Il est évident que sur ce coup-là, je vais vous demander un effort particulier. En vous livrant la chronique d’un album conceptuel de presque deux heures, je ne peux en effet m’appuyer sur des arguments traditionnels pour vous convaincre de l’intérêt d’une œuvre, spécialement dans un créneau aussi complexe que celui du Black Metal atmosphérique. Deux groupes pour un seul but, et pourtant, impossible de vulgariser ce travail en lui accolant l’étiquette insultante de split LP. Certes, les deux groupes présents se partagent la place, mais le thème, le découpage, et l’union finale proposent une piste plus élaborée et moins simple, et évoquent plus volontiers un énorme travail commun qu’une simple juxtaposition de morceaux. La Grèce s’unit donc aux Etats-Unis pour offrir une histoire pas comme les autres, et c’est avec une certaine curiosité doublée d’appréhension que nous affrontons aujourd’hui le massif Wanderers: Astrology of the Nine, énorme pavé de cent-quinze minutes, qui à n’en point douter, fera date dans l’histoire du Black Metal mondial. D’un côté de la balance, SPECTRAL LORE, et sa tête pensante Ayloss, grec à la discographie pléthorique et cohérente. De l’autre côté, MARE COGNITUM, Portland et Jacob Buczarski, seul maître à bord lui aussi. Deux one-man-band uniques dans le contexte actuel, et œuvrant dans l’ombre pour repousser les limites d’un ou plusieurs styles qu’ils respectent et adorent. Mais Wanderers: Astrology of the Nine n’est pas la première collaboration des deux hommes, qui se jaugent et s’apprécient depuis Sol, première étape de leur association, publié en 2013 sur le même label, et accusant déjà plus d’une heure de musique pour seulement trois morceaux. Car les deux créateurs ont ceci en commun qu’ils ne supportent pas les contraintes de temps. Si Sol leur permettait des dérives de plus de vingt minutes chacun de leur côté, et une osmose d’un quart d’heure en final, Wanderers: Astrology of the Nine va encore plus loin, et impose des compositions de plus de dix minutes chacune, et pourtant, à aucun moment, l’ennui ne fait mine de s’imposer aux agapes de la violence.

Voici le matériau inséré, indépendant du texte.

// src/error.rs
//
// Error taxonomy for the stratified results pipeline.
//
// Structural errors (configuration, unknown measure, missing keyspace) always
// propagate. Corrupt run files are recovered locally by the collector, which
// logs and skips them.

use std::path::PathBuf;

use thiserror::Error;

/// Crate-wide result type.
pub type Result<T> = std::result::Result<T, Error>;

#[derive(Debug, Error)]
pub enum Error {
    /// Invalid stratification or schema declaration.
    #[error("configuration error: {0}")]
    Configuration(String),

    /// A stratifier or observer source is absent from the population snapshot.
    #[error("missing column '{column}' required by {required_by}")]
    MissingColumn { column: String, required_by: String },

    /// A snapshot column does not have one value per individual.
    #[error("column '{column}' has {found} values, expected {expected}")]
    ColumnLength {
        column: String,
        expected: usize,
        found: usize,
    },

    /// The measure has no declared column template.
    #[error("unknown measure '{0}'")]
    UnknownMeasure(String),

    /// The column is not produced by the measure's template.
    #[error("unknown column '{column}' for measure '{measure}'")]
    UnknownColumn { column: String, measure: String },

    /// A consumer read stratum assignments before the stratifier ran this step.
    #[error("stratification for step {step} has not been prepared")]
    StratificationNotReady { step: u64 },

    /// A run output file is unreadable or malformed.
    #[error("corrupt run file {}: {reason}", path.display())]
    CorruptRun { path: PathBuf, reason: String },

    /// The keyspace descriptor is missing or malformed.
    #[error("incomplete keyspace: {0}")]
    IncompleteKeyspace(String),

    #[error("i/o error on {}: {source}", path.display())]
    Io {
        path: PathBuf,
        #[source]
        source: std::io::Error,
    },

    #[error("failed to serialize {what}: {reason}")]
    Serialize { what: String, reason: String },
}

impl Error {
    pub(crate) fn config(message: impl Into<String>) -> Self {
        Error::Configuration(message.into())
    }

    pub(crate) fn corrupt(path: impl Into<PathBuf>, reason: impl Into<String>) -> Self {
        Error::CorruptRun {
            path: path.into(),
            reason: reason.into(),
        }
    }

    pub(crate) fn io(path: impl Into<PathBuf>, source: std::io::Error) -> Self {
        Error::Io {
            path: path.into(),
            source,
        }
    }

    /// True for errors that must abort a whole offline invocation.
    pub fn is_structural(&self) -> bool {
        matches!(
            self,
            Error::Configuration(_)
                | Error::UnknownMeasure(_)
                | Error::IncompleteKeyspace(_)
                | Error::StratificationNotReady { .. }
        )
    }
}
// src/stratify/mod.rs
//
// Runtime stratification: declare dimensions once, tag every individual with a
// stratum key once per step.

pub mod registry;
pub mod stratifier;

pub use registry::{
    Category, DerivedFn, OverlapPolicy, Predicate, Source, StratificationDimension,
    StratificationRegistry,
};
pub use stratifier::{PopulationStratifier, StratumAssignment};
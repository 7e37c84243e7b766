// src/schema/codec.rs
//
// Bidirectional column-name codec: template <-> field values.
//
// A codec enumerates its columns once, at construction, and builds the reverse
// index from that same enumeration. Encoding, decoding and `columns()` all read
// from one table, so generation and parsing cannot drift apart. Any two field
// tuples that render to the same string are rejected up front.

use std::collections::HashMap;

use indexmap::IndexMap;

use crate::error::{Error, Result};

/// Ordered field -> value domain table.
pub type FieldDomains = IndexMap<String, Vec<String>>;

/// Field -> value mapping recovered from (or used to build) a column name,
/// in declared field order.
pub type FieldValues = IndexMap<String, String>;

#[derive(Debug, Clone, PartialEq, Eq)]
enum Segment {
    Literal(String),
    Field(String),
}

/// A parsed `literal_{FIELD}_literal` column template.
#[derive(Debug, Clone, PartialEq, Eq)]
pub struct ColumnTemplate {
    raw: String,
    segments: Vec<Segment>,
}

impl ColumnTemplate {
    pub fn parse(raw: &str) -> Result<Self> {
        let mut segments = Vec::new();
        let mut literal = String::new();
        let mut chars = raw.chars();

        while let Some(c) = chars.next() {
            match c {
                '{' => {
                    let mut name = String::new();
                    let mut closed = false;
                    for n in chars.by_ref() {
                        if n == '}' {
                            closed = true;
                            break;
                        }
                        if n == '{' {
                            return Err(Error::config(format!(
                                "nested '{{' in column template '{raw}'"
                            )));
                        }
                        name.push(n);
                    }
                    if !closed {
                        return Err(Error::config(format!(
                            "unterminated field in column template '{raw}'"
                        )));
                    }
                    if name.is_empty() {
                        return Err(Error::config(format!(
                            "empty field name in column template '{raw}'"
                        )));
                    }
                    if !literal.is_empty() {
                        segments.push(Segment::Literal(std::mem::take(&mut literal)));
                    }
                    segments.push(Segment::Field(name));
                }
                '}' => {
                    return Err(Error::config(format!(
                        "unmatched '}}' in column template '{raw}'"
                    )));
                }
                _ => literal.push(c),
            }
        }
        if !literal.is_empty() {
            segments.push(Segment::Literal(literal));
        }

        Ok(Self {
            raw: raw.to_string(),
            segments,
        })
    }

    pub fn as_str(&self) -> &str {
        &self.raw
    }

    /// True when the template references `{field}`.
    pub fn references(&self, field: &str) -> bool {
        self.segments
            .iter()
            .any(|s| matches!(s, Segment::Field(name) if name == field))
    }

    /// Referenced fields in order of first appearance.
    pub fn fields(&self) -> Vec<&str> {
        let mut out: Vec<&str> = Vec::new();
        for s in &self.segments {
            if let Segment::Field(name) = s {
                if !out.contains(&name.as_str()) {
                    out.push(name);
                }
            }
        }
        out
    }

    /// The template with every `{field}` removed, together with the `_`
    /// joining it to the preceding (or, at the start, following) literal.
    pub fn without_field(&self, field: &str) -> Self {
        let mut segments: Vec<Segment> = Vec::with_capacity(self.segments.len());
        let mut strip_leading = false;
        for s in &self.segments {
            match s {
                Segment::Field(name) if name == field => {
                    let mut emptied = false;
                    match segments.last_mut() {
                        Some(Segment::Literal(text)) if text.ends_with('_') => {
                            text.pop();
                            emptied = text.is_empty();
                        }
                        Some(_) => {}
                        None => strip_leading = true,
                    }
                    if emptied {
                        segments.pop();
                    }
                }
                Segment::Literal(text) => {
                    let text = if std::mem::take(&mut strip_leading) {
                        text.strip_prefix('_').unwrap_or(text)
                    } else {
                        text.as_str()
                    };
                    if text.is_empty() {
                        continue;
                    }
                    match segments.last_mut() {
                        Some(Segment::Literal(prev)) => prev.push_str(text),
                        _ => segments.push(Segment::Literal(text.to_string())),
                    }
                }
                other => segments.push(other.clone()),
            }
        }

        let raw: String = segments
            .iter()
            .map(|s| match s {
                Segment::Literal(text) => text.clone(),
                Segment::Field(name) => format!("{{{name}}}"),
            })
            .collect();
        Self { raw, segments }
    }

    /// Render with every referenced field resolved through `lookup`.
    fn render<'a>(&self, lookup: impl Fn(&str) -> Option<&'a str>) -> Option<String> {
        let mut out = String::with_capacity(self.raw.len() + 16);
        for s in &self.segments {
            match s {
                Segment::Literal(text) => out.push_str(text),
                Segment::Field(name) => out.push_str(lookup(name)?),
            }
        }
        Some(out)
    }
}

/// Codec for one measure's columns.
#[derive(Debug, Clone)]
pub struct ColumnCodec {
    template: ColumnTemplate,
    /// Referenced fields, in domain declaration order.
    fields: Vec<String>,
    domains: Vec<Vec<String>>,
    columns: Vec<String>,
    index: HashMap<String, usize>,
}

impl ColumnCodec {
    /// Build a codec from a template string and the shared domain table.
    ///
    /// Columns are the cartesian product of the referenced fields' domains, in
    /// the order those fields are declared in `domains` (last field varies
    /// fastest).
    pub fn new(template: &str, domains: &FieldDomains) -> Result<Self> {
        let template = ColumnTemplate::parse(template)?;

        for name in template.fields() {
            if !domains.contains_key(name) {
                return Err(Error::config(format!(
                    "column template '{}' references undeclared field '{name}'",
                    template.as_str()
                )));
            }
        }

        let mut fields = Vec::new();
        let mut field_domains = Vec::new();
        for (name, values) in domains {
            if !template.references(name) {
                continue;
            }
            if values.is_empty() {
                return Err(Error::config(format!(
                    "field '{name}' used by '{}' has an empty value domain",
                    template.as_str()
                )));
            }
            fields.push(name.clone());
            field_domains.push(values.clone());
        }

        let total: usize = field_domains.iter().map(Vec::len).product();
        let mut columns = Vec::with_capacity(total);
        let mut index = HashMap::with_capacity(total);
        let mut odometer = vec![0usize; fields.len()];

        for i in 0..total {
            let column = template
                .render(|name| {
                    let pos = fields.iter().position(|f| f == name)?;
                    Some(field_domains[pos][odometer[pos]].as_str())
                })
                .ok_or_else(|| {
                    Error::config(format!("failed to render '{}'", template.as_str()))
                })?;

            if let Some(&previous) = index.get(&column) {
                return Err(Error::config(format!(
                    "column template '{}' is not injective: tuples #{previous} and #{i} both render '{column}'",
                    template.as_str()
                )));
            }
            index.insert(column.clone(), i);
            columns.push(column);

            // Advance the mixed-radix counter, last field fastest.
            for pos in (0..odometer.len()).rev() {
                odometer[pos] += 1;
                if odometer[pos] < field_domains[pos].len() {
                    break;
                }
                odometer[pos] = 0;
            }
        }

        Ok(Self {
            template,
            fields,
            domains: field_domains,
            columns,
            index,
        })
    }

    pub fn template(&self) -> &str {
        self.template.as_str()
    }

    /// Referenced fields in domain declaration order.
    pub fn fields(&self) -> &[String] {
        &self.fields
    }

    pub fn columns(&self) -> &[String] {
        &self.columns
    }

    pub fn contains(&self, column: &str) -> bool {
        self.index.contains_key(column)
    }

    /// Field values that generated column `i`.
    pub fn values_at(&self, i: usize) -> Option<FieldValues> {
        if i >= self.columns.len() {
            return None;
        }
        let mut rem = i;
        let mut picks = vec![0usize; self.fields.len()];
        for pos in (0..self.fields.len()).rev() {
            let radix = self.domains[pos].len();
            picks[pos] = rem % radix;
            rem /= radix;
        }
        Some(
            self.fields
                .iter()
                .zip(picks)
                .enumerate()
                .map(|(pos, (name, pick))| (name.clone(), self.domains[pos][pick].clone()))
                .collect(),
        )
    }

    /// Exact inverse of column generation.
    pub fn decode(&self, column: &str) -> Option<FieldValues> {
        self.index.get(column).and_then(|&i| self.values_at(i))
    }

    /// Render a column from field values. Every referenced field must be given
    /// and must lie in its domain; extra fields are ignored.
    pub fn encode<K, V>(&self, values: &[(K, V)]) -> Option<String>
    where
        K: AsRef<str>,
        V: AsRef<str>,
    {
        let column = self.template.render(|name| {
            values
                .iter()
                .find(|(k, _)| k.as_ref() == name)
                .map(|(_, v)| v.as_ref())
        })?;
        self.index.contains_key(&column).then_some(column)
    }
}

#[cfg(test)]
mod tests {
    use super::*;

    fn domains(entries: &[(&str, &[&str])]) -> FieldDomains {
        entries
            .iter()
            .map(|(k, vs)| (k.to_string(), vs.iter().map(|v| v.to_string()).collect()))
            .collect()
    }

    #[test]
    fn removing_a_field_takes_its_separator_along() {
        let t = ColumnTemplate::parse("deaths_{CAUSE}_age_{AGE}_{STRATUM}").unwrap();
        assert_eq!(t.without_field("STRATUM").as_str(), "deaths_{CAUSE}_age_{AGE}");

        let t = ColumnTemplate::parse("{STRATUM}_deaths_{CAUSE}").unwrap();
        assert_eq!(t.without_field("STRATUM").as_str(), "deaths_{CAUSE}");

        let t = ColumnTemplate::parse("total_{POP}").unwrap();
        assert_eq!(t.without_field("STRATUM"), t);
    }

    #[test]
    fn cartesian_order_follows_declared_fields() {
        let d = domains(&[("CAUSE", &["a", "b"]), ("YEAR", &["2020", "2021"])]);
        let codec = ColumnCodec::new("deaths_{CAUSE}_{YEAR}", &d).unwrap();
        assert_eq!(
            codec.columns(),
            &[
                "deaths_a_2020",
                "deaths_a_2021",
                "deaths_b_2020",
                "deaths_b_2021"
            ]
        );
    }

    #[test]
    fn declared_order_wins_over_template_order() {
        let d = domains(&[("YEAR", &["2020", "2021"]), ("CAUSE", &["a", "b"])]);
        let codec = ColumnCodec::new("deaths_{CAUSE}_{YEAR}", &d).unwrap();
        assert_eq!(codec.fields(), &["YEAR", "CAUSE"]);
        assert_eq!(codec.columns()[1], "deaths_b_2020");
    }

    #[test]
    fn decode_inverts_every_column() {
        let d = domains(&[
            ("CAUSE", &["other_causes", "measles"]),
            ("SEX", &["male", "female"]),
            ("UNUSED", &["x"]),
        ]);
        let codec = ColumnCodec::new("death_due_to_{CAUSE}_sex_{SEX}", &d).unwrap();
        for (i, col) in codec.columns().iter().enumerate() {
            assert_eq!(codec.decode(col), codec.values_at(i));
        }
        let v = codec.decode("death_due_to_measles_sex_female").unwrap();
        assert_eq!(v["CAUSE"], "measles");
        assert_eq!(v["SEX"], "female");
        assert!(!v.contains_key("UNUSED"));
    }

    #[test]
    fn collision_is_rejected() {
        let d = domains(&[("X", &["b", "b_c"]), ("Y", &["c_d", "d"])]);
        let err = ColumnCodec::new("a_{X}_{Y}", &d).unwrap_err();
        assert!(matches!(err, Error::Configuration(ref m) if m.contains("not injective")));
    }

    #[test]
    fn undeclared_field_is_rejected() {
        let d = domains(&[("X", &["1"])]);
        assert!(ColumnCodec::new("a_{X}_{Z}", &d).is_err());
    }

    #[test]
    fn malformed_templates_are_rejected() {
        assert!(ColumnTemplate::parse("a_{X").is_err());
        assert!(ColumnTemplate::parse("a_X}").is_err());
        assert!(ColumnTemplate::parse("a_{}").is_err());
        assert!(ColumnTemplate::parse("a_{{X}}").is_err());
    }

    #[test]
    fn template_without_fields_has_one_column() {
        let codec = ColumnCodec::new("total_population", &FieldDomains::new()).unwrap();
        assert_eq!(codec.columns(), &["total_population"]);
        assert!(codec.decode("total_population").unwrap().is_empty());
    }

    #[test]
    fn encode_rejects_out_of_domain_values() {
        let d = domains(&[("SEX", &["male", "female"])]);
        let codec = ColumnCodec::new("births_{SEX}", &d).unwrap();
        assert_eq!(
            codec.encode(&[("SEX", "female")]).as_deref(),
            Some("births_female")
        );
        assert!(codec.encode(&[("SEX", "other")]).is_none());
        assert!(codec.encode::<&str, &str>(&[]).is_none());
    }
}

Le thème de l’œuvre ? Un prolongement du travail entrepris sur Sol, et une visite guidée de la galaxie, avec des planètes décrites selon leurs particularités, transposées dans une mythologie de fables et une personnification assez fascinante dans les faits. C’est ainsi que chaque planète de notre système solaire se voit conférer une identité propre, comme l’indiquent les titres, et chacune de ces personnalités permet aux musiciens de développer des ambiances propres, des textures, des déviances, qui rapprochent ce Black Metal d’un travail énorme ressemblant au nettoyage des écuries d’Augias. Chacun des deux groupes/projets garde donc ses caractéristiques propres, mais met son talent au service d’un travail collectif, qui a cherché l’osmose avant tout. Inutile donc de vous attendre à une simple superposition de titres en solitaire vaguement reliés par un fil rouge, mais bien à un volume cohérent, logique, au développement étrange, mystique et enivrant de beauté. Ayloss et Jacob démontrent donc une fois de plus toute la singularité de leur talent respectif, et naviguent entre toutes les nuances d’un Black qui se veut atmosphérique, mais aussi terriblement concret dans sa brutalité. Difficile toutefois de se plonger dans un album qui tape les deux heures chrono. Et pourtant aucune coupure n’est permise pour apprécier pleinement cette histoire de galaxie peuplée de planètes/entités qui se révèlent sous un autre jour. Et si les deux groupes se rejoignent souvent dans les approches et ambiances, chacun apporte sa pierre au gigantesque édifice qui n’a aucun équivalent sur la scène BM actuelle.
Comme vous l’aurez très bien compris, l’analyse linéaire n’a pas droit de cité dans cette chronique. Aborder chaque morceau en tant que tel serait une insulte au travail des deux compositeurs qui ont fait appel à leurs qualités les plus symptomatiques pour parvenir à une fusion totale. Mais aussi unique soit ce concept, que les fans se rassurent. SPECTRAL LORE est toujours SPECTRAL LORE, et MARE COGNITUM est toujours MARE COGNITUM. La confrontation permanente entre la mélodie la plus éthérée et la brutalité la plus ouverte est bien présente, et permet de passer d’une histoire à l’autre avec une grande fluidité. Ayloss et Jacob déclarent même avoir trouvé leurs muses en ces planètes qui restent encore inconnues pour la plupart d’entre nous, et se sont inspiré de leurs caractéristiques pour proposer une alternative intéressante à la routine BM ambiante. Conscients de la portée de l’enjeu, et des risques pris avec une durée aussi longue, le grec et l’américain ont utilisé les recettes qui ont fait leur réputation, et ont combiné des instants de grâce pure, de contemplation en admiration, n’usant des astuces Ambient que lorsque la situation l’imposait, pour mieux proposer à l’auditeur de véritables chansons progressives, et non de simples accumulations d’images sonores. Le tout est donc d’une richesse incroyable, empruntant parfois les méandres d’un Post Black fertile et enivrant (« Jupiter (The Giant) », à la grandiloquence évoquant avec acuité un possible voyage dans le cosmos), ou au contraire s’enfonçant dans les ténèbres d’un BM lourd et oppressant, à la limite d’un Doom puissant (« Saturn (The Rebel) »). L’exploration est donc pleine de rebondissements, de changements de cap, de soubresauts d’ultraviolence pure, avant un final en communion pour une analyse de Pluton en profondeur par les deux groupes dans un diptyque fabuleux.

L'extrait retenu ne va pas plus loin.